Uno studio pilota su giovani che si sottopongono a trattamento di salute mentale per disturbi dell’umore e dell’ansia spiega che lo fanno dopo un’autodiagnosi grazie ai social media.
Nell’era dei social media, sempre più giovani adulti si avvicinano ai servizi di salute mentale dopo essersi confrontati con contenuti online che parlano di disturbi psicologici. Lo rivela una recente ricerca, che ha cercato di comprendere meglio il fenomeno dell’autodiagnosi tra i giovani, esplorando il loro punto di vista sul valore della diagnosi formale e l’influenza che i social media esercitano in questo percorso.
I risultati dovrebbero far pensare che tra i giovani ci possa essere maggiore consapevolezza, ma questo è solo ciò che emerge da una prima rapida lettura, perché il problema è proprio l’opposto: lo studio ha coinvolto 57 giovani pazienti che, prima del loro primo incontro con un medico, hanno risposto a domande relative alla fruizione di contenuti online sulla salute mentale.
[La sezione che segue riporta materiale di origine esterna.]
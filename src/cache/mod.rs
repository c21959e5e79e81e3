//! Cache Module
//!
//! Provides an in-memory LRU cache bounded by cost, count and age.

mod cost;
mod entry;
mod index;
pub(crate) mod memory;
mod stats;
mod trim;


// Re-export public types
pub use cost::{pixel_cost, zero_cost, CostFn, PixelFootprint};
pub use entry::{Entry, EntryId};
pub use index::{ClearedEntries, OrderedIndex};
pub use memory::{MemoryCache, MemoryCacheBuilder};
pub use stats::CacheStats;
pub use trim::TrimTarget;
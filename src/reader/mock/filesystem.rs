//! In-memory mock filesystem.

use std::collections::{HashMap, HashSet};
use std::io;
use std::path::{Path, PathBuf};

use crate::reader::traits::FileSystem;

/// In-memory filesystem for testing.
///
/// Stores files and directories in memory so tests can simulate any `/proc`
/// state, including files the real kernel would never produce.
#[derive(Debug, Clone, Default)]
pub struct MockFs {
    /// Map from path to file contents.
    files: HashMap<PathBuf, Vec<u8>>,
    /// Set of directories (for read_dir support).
    directories: HashSet<PathBuf>,
}

impl MockFs {
    /// Creates a new empty mock filesystem.
    pub fn new() -> Self {
        Self::default()
    }

    /// Adds a file with the given content. Parent directories are created.
    pub fn add_file(&mut self, path: impl AsRef<Path>, content: impl Into<Vec<u8>>) {
        let path = path.as_ref().to_path_buf();
        self.add_parents(&path);
        self.files.insert(path, content.into());
    }

    /// Adds an empty directory.
    pub fn add_dir(&mut self, path: impl AsRef<Path>) {
        let path = path.as_ref().to_path_buf();
        self.add_parents(&path);
        self.directories.insert(path);
    }

    /// Adds `/proc/[pid]/stat` for a process.
    pub fn add_process(&mut self, pid: u32, stat: impl Into<Vec<u8>>) {
        let base = PathBuf::from(format!("/proc/{pid}"));
        self.add_dir(&base);
        self.add_file(base.join("stat"), stat);
    }

    fn add_parents(&mut self, path: &Path) {
        let mut parent = path.parent();
        while let Some(p) = parent {
            if !p.as_os_str().is_empty() {
                self.directories.insert(p.to_path_buf());
            }
            parent = p.parent();
        }
    }
}

impl FileSystem for MockFs {
    fn read(&self, path: &Path) -> io::Result<Vec<u8>> {
        self.files.get(path).cloned().ok_or_else(|| {
            io::Error::new(
                io::ErrorKind::NotFound,
                format!("file not found: {}", path.display()),
            )
        })
    }

    fn exists(&self, path: &Path) -> bool {
        self.files.contains_key(path) || self.directories.contains(path)
    }

    fn read_dir(&self, path: &Path) -> io::Result<Vec<PathBuf>> {
        if !self.directories.contains(path) {
            return Err(io::Error::new(
                io::ErrorKind::NotFound,
                format!("directory not found: {}", path.display()),
            ));
        }

        let children = self
            .files
            .keys()
            .chain(self.directories.iter())
            .filter(|child| child.parent() == Some(path))
            .cloned()
            .collect::<HashSet<_>>();

        Ok(children.into_iter().collect())
    }
}

#[cfg(test)]
mod tests {
    use super::*;

    #[test]
    fn test_mock_fs_add_file() {
        let mut fs = MockFs::new();
        fs.add_file("/proc/meminfo", "MemTotal: 16384 kB\n");

        assert!(fs.exists(Path::new("/proc/meminfo")));
        assert!(fs.exists(Path::new("/proc")));

        let content = fs.read(Path::new("/proc/meminfo")).unwrap();
        assert_eq!(content, b"MemTotal: 16384 kB\n");
    }

    #[test]
    fn test_mock_fs_binary_content() {
        let mut fs = MockFs::new();
        fs.add_file("/proc/7/stat", &b"7 (\xff) R 1"[..]);

        assert_eq!(fs.read(Path::new("/proc/7/stat")).unwrap(), b"7 (\xff) R 1");
    }

    #[test]
    fn test_mock_fs_read_dir() {
        let mut fs = MockFs::new();
        fs.add_process(1, "1 (init) S 0");
        fs.add_process(2, "2 (kthreadd) S 0");
        fs.add_file("/proc/uptime", "1.0 2.0");

        let mut proc_entries = fs.read_dir(Path::new("/proc")).unwrap();
        proc_entries.sort();
        assert_eq!(
            proc_entries,
            [
                PathBuf::from("/proc/1"),
                PathBuf::from("/proc/2"),
                PathBuf::from("/proc/uptime"),
            ]
        );

        let proc1_entries = fs.read_dir(Path::new("/proc/1")).unwrap();
        assert_eq!(proc1_entries, [PathBuf::from("/proc/1/stat")]);
    }

    #[test]
    fn test_mock_fs_not_found() {
        let fs = MockFs::new();

        let err = fs.read(Path::new("/proc/loadavg")).unwrap_err();
        assert_eq!(err.kind(), io::ErrorKind::NotFound);
        assert!(fs.read_dir(Path::new("/proc")).is_err());
        assert!(!fs.exists(Path::new("/proc")));
    }
}
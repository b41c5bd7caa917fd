//! Filesystem-backed readers.
//!
//! ```text
//!                 ┌──────────────────────────┐
//!                 │          ProcFs          │
//!                 │  loadavg  meminfo  stat  │
//!                 │  uptime   [pid]/stat     │
//!                 └────────────┬─────────────┘
//!                              │
//!                       ┌──────▼──────┐
//!                       │  FileSystem │ (trait)
//!                       └──────┬──────┘
//!                    ┌─────────┴─────────┐
//!             ┌──────▼──────┐     ┌──────▼──────┐
//!             │   RealFs    │     │   MockFs    │
//!             │  (Linux)    │     │  (Testing)  │
//!             └─────────────┘     └─────────────┘
//! ```
//!
//! # Usage
//!
//! ```no_run
//! use procstat::reader::{ProcFs, RealFs};
//!
//! let procfs: ProcFs<RealFs> = ProcFs::default();
//! let mem = procfs.mem_info().unwrap();
//! println!("{} bytes available", mem.mem_available);
//! ```
//!
//! ```
//! use procstat::reader::{MockFs, ProcFs};
//!
//! let procfs = ProcFs::new(MockFs::typical_system(), "/proc");
//! assert_eq!(procfs.stat().unwrap().cpus.len(), 4);
//! ```

pub mod mock;
mod procfs;
pub mod traits;

pub use mock::MockFs;
pub use procfs::{DEFAULT_PROC_PATH, ProcFs};
pub use traits::{FileSystem, RealFs};
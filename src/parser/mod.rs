//! Parsers for `/proc` status files.
//!
//! Each file has a bytes entry point (`read_*_from_bytes`) and a path entry
//! point (`read_*`) that reads the whole file first. `loadavg` and `uptime`
//! are strict about their shape; `meminfo`, `stat` and `[pid]/stat` grow new
//! columns across kernel versions, so they default whatever they cannot parse.

mod fields;
pub mod loadavg;
pub mod meminfo;
pub mod process_stat;
pub mod stat;
pub mod uptime;

pub use loadavg::{LoadAvg, read_load_avg, read_load_avg_from_bytes};
pub use meminfo::{MemInfo, read_mem_info, read_mem_info_from_bytes};
pub use process_stat::{
    PROCESS_STAT_FIELDS, ProcessStat, read_process_stat, read_process_stat_from_bytes,
};
pub use stat::{CpuStat, Stat, read_stat, read_stat_from_bytes};
pub use uptime::{Uptime, read_uptime, read_uptime_from_bytes};
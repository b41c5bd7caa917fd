//! `/proc/uptime` reader.

use std::path::Path;
use std::time::Duration;

use serde::{Deserialize, Serialize};
use tracing::debug;

use super::fields::{decode, parse_or_zero};
use crate::error::{FormatError, ReadError};

const RECORD: &str = "uptime";
const FIELDS: usize = 2;

/// Parsed data from `/proc/uptime`, truncated to whole seconds.
#[derive(Debug, Clone, Copy, Default, PartialEq, Eq, Serialize, Deserialize)]
pub struct Uptime {
    /// Time since boot.
    pub total: Duration,
    /// Idle time summed over all CPUs, so it can exceed `total` on SMP.
    pub idle: Duration,
}

impl Uptime {
    /// Time since boot, in whole seconds.
    pub fn total(&self) -> Duration {
        self.total
    }

    /// Idle time summed over all CPUs, in whole seconds.
    pub fn idle(&self) -> Duration {
        self.idle
    }

    /// Share of time the machine spent idle.
    ///
    /// Always `0.0` for now.
    // TODO: return idle / (total * online CPUs) once the CPU count is passed in.
    pub fn idle_fraction(&self) -> f64 {
        0.0
    }
}

/// Decodes `/proc/uptime` content.
///
/// Exactly two values are required. Sub-second precision is dropped.
pub fn read_uptime_from_bytes(data: &[u8]) -> Result<Uptime, ReadError> {
    let text = decode(data);
    let tokens: Vec<&str> = text.split_whitespace().collect();

    if tokens.len() != FIELDS {
        debug!(actual = tokens.len(), "unexpected uptime layout");
        return Err(FormatError::FieldCount {
            record: RECORD,
            expected: FIELDS,
            actual: tokens.len(),
        }
        .into());
    }

    Ok(Uptime {
        total: whole_seconds(tokens[0]),
        idle: whole_seconds(tokens[1]),
    })
}

/// Reads and decodes an `uptime` file.
pub fn read_uptime(path: impl AsRef<Path>) -> Result<Uptime, ReadError> {
    let data = std::fs::read(path)?;
    read_uptime_from_bytes(&data)
}

fn whole_seconds(token: &str) -> Duration {
    let secs: f64 = parse_or_zero(token);
    // Saturating cast: negative and NaN become 0.
    Duration::from_secs(secs.trunc() as u64)
}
Cerchiamo di capire in parole semplici che cosa è emerso e che deve far riflettere.
In base allo studio pilota, si è indagato se i giovani pazienti che sceglievano di rivolgersi a un medico per i propri disturbi mentali attribuissero importanza alla diagnosi medica e se ritenessero di aver già identificato autonomamente un proprio disturbo attraverso materiali trovati sul web. Inoltre, è stato utilizzato uno strumento specifico – la Social Media Engagement Scale for Adolescents (SMES-A) – per misurare il grado di coinvolgimento con le piattaforme digitali.
Tutti i partecipanti hanno affermato di aver cercato e visualizzato contenuti sulla salute mentale, e le piattaforme social (in particolare YouTube) sono risultate le fonti più consultate, superando persino i siti accademici o informativi ufficiali. In sostanza, tutti i giovani pazienti sottoposti al test hanno spiegato di aver scelto di chiedere un consulto medico per i loro disturbi mentali non sulla base di una consultazione di siti scientifici, ma dopo aver reperito informazioni qua e là sui social media.
La maggior parte dei ragazzi ha dichiarato di credere di aver già ricevuto una diagnosi – non da un professionista, ma elaborata autonomamente – grazie alle informazioni apprese online. La correlazione era evidente: quanto più frequentemente un giovane consultava contenuti sulla salute mentale online, tanto più attribuiva valore alla diagnosi clinica. Inoltre, l’autodiagnosi sembrava associata a un coinvolgimento più intenso con i social media, come indicato dai punteggi ottenuti nella SMES-A.
Questi dati suggeriscono una nuova dinamica nell’accesso alla salute mentale da parte delle giovani generazioni. I social media non si limitano a diffondere informazioni, ma diventano strumenti attraverso i quali i ragazzi iniziano un percorso di consapevolezza del proprio malessere. Ma questo sistema ha una falla enorme, perché può generare confusione, diagnosi errate o ansie ingiustificate. In questi contesti in cui i ragazzi si rivolgono prima a TikTok o YouTube che a un medico, il mondo della salute mentale deve adattarsi.